Living with Neuropathy - Welcome to the group

Which may?

Mat not may.

HI everyone my name is Jennifer I have been living with my neuropathy since 2014 since I was first diagnosed however now the current pill I am on doesn't work anymore and everything that deals with the peripheral polyneuropathy is going hay wire. I can hardly balance now; I am unable to do much without a cane or walker and I am only 41 going on 42 years

i am an 88 year old female who worked until age 79 as a CCRN. I have severe idiopathic peripheral neuropathy that is both painful and disabling. I am looking for assistance controlling it. Help would be greatly appreciated.... MMGunia

Has you therapist treated the lumbar spine? Does it change your symptoms? I am a PT who specialized in the McKenzie approach for diagnosis and treatment of the spine. Bulging discs will cause radicular symptoms if the bulge is compromising the foramen and touching the nerve root.

Hello Madge @madgemgunia, Sorry to hear you haven't found anything that helps your PN pain yet since you joined Connect last year. I think you mentioned in another post that you have tried alternative therapies and topicals with no relief. I was wondering if you have heard of Myofascial Release Therapy (MFR). @artscaping and others have found that it helps them and may be able to share their experiences. Here is the discussion if you want to read through the description of what it is and how it can help - https://connect.mayoclinic.org/discussion/myofascial-release-therapy-mfr-for-treating-compression-and-pain/

Hi @denisept, Welcome to Connect. Thanks for sharing your experience and information with the McKenzie approach for diagnosis and treatment of the spine. I was not familiar with it but after reading a little more about the specifics, it does make a lot of sense. Do you mind sharing what you were searching for when you found Connect?

Hi John,
I found Connect when I was searching for treatment of post Covid Syndrome. I had Covid in early November 2021 and I have lingering headaches, dizziness and cognitive problems. I was looking for neurological symptoms when I saw some folks struggling with possible radiculopathies and added my input. I am McKenzie certified and pursued the certification after I personally was treated successfully by a colleague.

@jeffrapp
Jeff, thank you for your private message. So that other members may benefit, I wanted to respond publicly to your thoughts about mindfulness training being the only thing that may help you with small fiber neuropathy symptoms. I understand your thought process given so many other things have failed.

There are many self-help tools to build upon in addition to cognitive behavioral therapy and mindfulness. CBT is a hugely successful tool, one that has helped me tremendously. I liken pain management to the expression "it takes a village to raise a child". It takes a village "of tools" to manage chronic pain and symptoms, these include:

Exercise, strengthening, cardio, daily stretching, proper nutrition, moderation, modification, managing emotions and stress, behavioral changes, distraction, scheduling, mindfulness, diaphragmatic breathing, meditation, reduction of chemicals, understanding how pain originates, stopping pain behaviors (anything you do, say, or think that reminds you of pain), humor, socialization, good sleep hygiene, perseverance, positive attitude, goal setting, positive support system, acceptance.
And now you know why I say it takes "a village".
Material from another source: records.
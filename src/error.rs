//! Error types for the festival API.

use axum::{
    Json,
    http::{HeaderValue, StatusCode, header},
    response::{IntoResponse, Response},
};
use std::time::Duration;
use thiserror::Error;

/// Errors surfaced to HTTP clients.
///
/// Every variant renders as a JSON body of the form `{"detail": "..."}`.
#[derive(Error, Debug)]
pub enum ApiError {
    #[error("Not authenticated")]
    MissingApiKey,

    #[error("Invalid API Key")]
    InvalidApiKey,

    /// Caller exhausted its quota; `retry_after` is when the oldest
    /// counted request leaves the window.
    #[error("Rate limit exceeded")]
    RateLimited { retry_after: Duration, limit: usize },

    /// The server was not wired with connection info, so no caller key exists.
    #[error("caller identity unavailable")]
    MissingCallerIdentity,

    #[error("{0}")]
    Validation(String),
}

impl ApiError {
    pub fn status(&self) -> StatusCode {
        match self {
            ApiError::MissingApiKey | ApiError::InvalidApiKey => StatusCode::FORBIDDEN,
            ApiError::RateLimited { .. } => StatusCode::TOO_MANY_REQUESTS,
            ApiError::MissingCallerIdentity => StatusCode::INTERNAL_SERVER_ERROR,
            ApiError::Validation(_) => StatusCode::BAD_REQUEST,
        }
    }
}

impl IntoResponse for ApiError {
    fn into_response(self) -> Response {
        let body = Json(serde_json::json!({ "detail": self.to_string() }));
        let mut response = (self.status(), body).into_response();

        if let ApiError::RateLimited { retry_after, limit } = self {
            let headers = response.headers_mut();
            headers.insert(header::RETRY_AFTER, HeaderValue::from(retry_after_secs(retry_after)));
            headers.insert("x-ratelimit-limit", HeaderValue::from(limit));
            headers.insert("x-ratelimit-remaining", HeaderValue::from(0u32));
        }

        response
    }
}

// Whole seconds, rounded up, never zero
fn retry_after_secs(d: Duration) -> u64 {
    let secs = d.as_secs() + u64::from(d.subsec_nanos() > 0);
    secs.max(1)
}

/// Invalid rate limiter settings.
#[derive(Error, Debug, PartialEq, Eq)]
pub enum ConfigError {
    #[error("rate limit must allow at least one request per window")]
    ZeroMaxRequests,

    #[error("rate limit window must be longer than zero")]
    ZeroWindow,
}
I was given this blueprint over a 3 week period at Mayo Clinic's Pain Rehabilitation Center. It was a crash course and continues on for the rest of my life because my chronic conditions aren't going anywhere. Although I understand not everyone can attend Mayo PRC, I feel that making small changes one at a time is a great place to start for positive change. Which of the tools listed can you see yourself improving upon or adding to your self-help regiment in addition to mindfulness?

Hi, my name is Evie. I recently been diagnosed with neuropathy in my fingers and in my feet and toes. I also have restless leg syndrome, but in the last two months it's gotten severe. It's constant. All day and night. My doctor gave me Gabapentin 100mg ×3 a day but I recently got a migraine injection called Emgality that's been giving me chest pain and the Gabapentin seems to be making it worse. I've tried Gabapentin years ago at 400mg when I just had the RLS and didn't have any problems, but stopped taking it when I exercized my legs well. But now nothing works. Any advice?